## Goal of the exercise
Where the records below show the word "process" in a line, please copy that line.

─── Records for the task

//! # Peer storage servers
//!
//! The contract the fetcher requires from its peers: bounded range blocks
//! at a pinned version, change-feed history, and the overlapping-feeds
//! query used on shard moves. `LoopbackPeer` adapts a local server to the
//! trait so fetch paths can be exercised fully in-process.

use crate::err::Error;
use crate::feed::{FeedStreamReply, MutationsAndVersion};
use crate::read;
use crate::server::StorageServer;
use crate::types::{FeedId, Key, KeyRange, Value, Version};
use async_trait::async_trait;
use std::sync::Arc;

/// One bounded block of a range fetch
#[derive(Clone, Debug, Default)]
pub struct RangeBlock {
    pub kvs: Vec<(Key, Value)>,
    /// More data exists past the last returned key
    pub more: bool,
}

#[derive(Clone, Debug)]
pub struct OverlappingFeed {
    pub id: FeedId,
    pub range: KeyRange,
    pub empty_version: Version,
    pub stopped: bool,
}

#[async_trait]
pub trait PeerReads: Send + Sync {
    /// Keys in `range` at `version`, starting at `range.begin`, up to
    /// roughly `byte_limit` bytes
    async fn get_range_block(&self, range: &KeyRange, version: Version, byte_limit: usize)
        -> Result<RangeBlock, Error>;

    /// Feeds whose range intersects `range` and whose data reaches back to
    /// `min_version`
    async fn overlapping_change_feeds(
        &self,
        range: &KeyRange,
        min_version: Version,
    ) -> Result<Vec<OverlappingFeed>, Error>;

    /// Feed entries with version in `[begin, end)`, filtered to `range`
    async fn change_feed_entries(
        &self,
        id: &[u8],
        begin: Version,
        end: Version,
        range: &KeyRange,
    ) -> Result<Vec<MutationsAndVersion>, Error>;

    /// The peer's current version, used to bound feed catch-up
    async fn feed_version(&self) -> Result<Version, Error>;
}

/// The peer of a range that has never lived anywhere: every block is
/// empty and no feeds overlap. Used when bootstrapping a fresh keyspace
/// and by tests.
pub struct EmptyPeer;

impl EmptyPeer {
    pub fn new() -> Arc<Self> {
        Arc::new(Self)
    }
}

#[async_trait]
impl PeerReads for EmptyPeer {
    async fn get_range_block(
        &self,
        _range: &KeyRange,
        _version: Version,
        _byte_limit: usize,
    ) -> Result<RangeBlock, Error> {
        Ok(RangeBlock::default())
    }

    async fn overlapping_change_feeds(
        &self,
        _range: &KeyRange,
        _min_version: Version,
    ) -> Result<Vec<OverlappingFeed>, Error> {
        Ok(Vec::new())
    }

    async fn change_feed_entries(
        &self,
        _id: &[u8],
        _begin: Version,
        _end: Version,
        _range: &KeyRange,
    ) -> Result<Vec<MutationsAndVersion>, Error> {
        Err(Error::ChangeFeedNotRegistered)
    }

    async fn feed_version(&self) -> Result<Version, Error> {
        Ok(0)
    }
}

/// A peer backed by another in-process server
pub struct LoopbackPeer {
    server: Arc<StorageServer>,
}

impl LoopbackPeer {
    pub fn new(server: Arc<StorageServer>) -> Arc<Self> {
        Arc::new(Self { server })
    }
}

#[async_trait]
impl PeerReads for LoopbackPeer {
    async fn get_range_block(
        &self,
        range: &KeyRange,
        version: Version,
        byte_limit: usize,
    ) -> Result<RangeBlock, Error> {
        // fetch-serving reads admit through their own semaphore so bulk
        // shard movement cannot starve client reads
        let _permit = self
            .server
            .fetch_read_sem
            .clone()
            .try_acquire_owned()
            .map_err(|_| Error::ServerOverloaded)?;
        let reply = read::get_range(
            &self.server,
            &range.begin,
            &range.end,
            i64::MAX,
            byte_limit,
            version,
        )
        .await?;
        Ok(RangeBlock {
            kvs: reply.rows,
            more: reply.more,
        })
    }

    async fn overlapping_change_feeds(
        &self,
        range: &KeyRange,
        min_version: Version,
    ) -> Result<Vec<OverlappingFeed>, Error> {
        let found = crate::feed::overlapping_change_feeds(&self.server, range, min_version).await;
        Ok(found
            .into_iter()
            .map(|f| OverlappingFeed {
                id: f.id,
                range: f.range,
                empty_version: f.empty_version,
                stopped: f.stopped,
            })
            .collect())
    }

    async fn change_feed_entries(
        &self,
        id: &[u8],
        begin: Version,
        end: Version,
        range: &KeyRange,
    ) -> Result<Vec<MutationsAndVersion>, Error> {
        let reply: FeedStreamReply = crate::feed::get_feed_mutations(
            &self.server,
            id,
            begin,
            end,
            Some(range),
            usize::MAX,
        )
        .await?;
        Ok(reply.entries)
    }

    async fn feed_version(&self) -> Result<Version, Error> {
        Ok(self.server.current_version())
    }
}
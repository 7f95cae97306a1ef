//! Shard movement between two in-process servers sharing one sequencer:
//! the destination fetches the range (and overlapping change feeds) from
//! the source through the loopback peer.

use crate::feed;
use crate::peer::LoopbackPeer;
use crate::tests::harness::{test_config, TestServer};
use crate::types::KeyRange;
use tempfile::tempdir;

#[tokio::test]
async fn fetch_moves_data_between_servers() {
    let root = tempdir().unwrap();
    let counter = std::sync::Arc::new(std::sync::atomic::AtomicU64::new(0));

    let src = TestServer::open_with(
        root.path().join("src"),
        test_config(),
        crate::logsys::MemoryLog::new(),
        crate::peer::EmptyPeer::new(),
        counter.clone(),
    )
    .await;
    src.assign(&KeyRange::new(b"a", b"z")).await;
    for i in 0..20u32 {
        src.set(format!("mv{:03}", i).as_bytes(), format!("val{}", i).as_bytes())
            .await;
    }

    let dst = TestServer::open_with(
        root.path().join("dst"),
        test_config(),
        crate::logsys::MemoryLog::new(),
        LoopbackPeer::new(src.server.clone()),
        counter.clone(),
    )
    .await;

    // the destination's fetch pins a version the source must be able to
    // serve; keep the source's version frontier moving alongside
    let dst_server = dst.server.clone();
    let src_feeder = {
        let src_log = src.log.clone();
        let counter = counter.clone();
        let done = dst_server.shutdown_signal();
        tokio::spawn(async move {
            let mut done = done;
            loop {
                if *done.borrow() {
                    return;
                }
                let v = counter.fetch_add(10, std::sync::atomic::Ordering::SeqCst) + 10;
                src_log.push_empty(v);
                tokio::select! {
                    _ = tokio::time::sleep(std::time::Duration::from_millis(5)) => {}
                    _ = done.changed() => return,
                }
            }
        })
    };

    dst.assign(&KeyRange::new(b"a", b"m")).await;
    src_feeder.abort();

    let rows = dst.read_range(b"a", b"m").await.unwrap();
    assert_eq!(rows.len(), 20);
    assert_eq!(rows[0].0, b"mv000".to_vec());
    assert_eq!(rows[19].1, b"val19".to_vec());
    dst.check_shard_cover();
}

#[tokio::test]
async fn fetch_carries_overlapping_feeds() {
    let root = tempdir().unwrap();
    let counter = std::sync::Arc::new(std::sync::atomic::AtomicU64::new(0));

    let src = TestServer::open_with(
        root.path().join("src"),
        test_config(),
        crate::logsys::MemoryLog::new(),
        crate::peer::EmptyPeer::new(),
        counter.clone(),
    )
    .await;
    src.assign(&KeyRange::new(b"a", b"z")).await;
    src.register_feed(b"MF", &KeyRange::new(b"a", b"m")).await;
    let v_write = src.set(b"f1", b"feed-data").await;
    src.wait_durable(v_write).await;

    let dst = TestServer::open_with(
        root.path().join("dst"),
        test_config(),
        crate::logsys::MemoryLog::new(),
        LoopbackPeer::new(src.server.clone()),
        counter.clone(),
    )
    .await;

    let src_feeder = {
        let src_log = src.log.clone();
        let counter = counter.clone();
        let mut done = dst.server.shutdown_signal();
        tokio::spawn(async move {
            loop {
                if *done.borrow() {
                    return;
                }
                let v = counter.fetch_add(10, std::sync::atomic::Ordering::SeqCst) + 10;
                src_log.push_empty(v);
                tokio::select! {
                    _ = tokio::time::sleep(std::time::Duration::from_millis(5)) => {}
                    _ = done.changed() => return,
                }
            }
        })
    };
    dst.assign(&KeyRange::new(b"a", b"m")).await;
    src_feeder.abort();

    // the feed exists on the destination with its history intact
    let feed_handle = dst.server.feeds.get(b"MF").expect("feed must move with the shard");
    assert_eq!(feed_handle.read().await.range, KeyRange::new(b"a", b"m"));
    let reply = feed::get_feed_mutations(&dst.server, b"MF", 0, u64::MAX, None, usize::MAX)
        .await
        .unwrap();
    let data: Vec<_> = reply.entries.iter().filter(|e| !e.mutations.is_empty()).collect();
    assert_eq!(data.len(), 1);
    assert_eq!(data[0].version, v_write);
}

──────

## Answer to this problem
//! trait so fetch paths can be exercised fully in-process.
/// A peer backed by another in-process server
//! Shard movement between two in-process servers sharing one sequencer:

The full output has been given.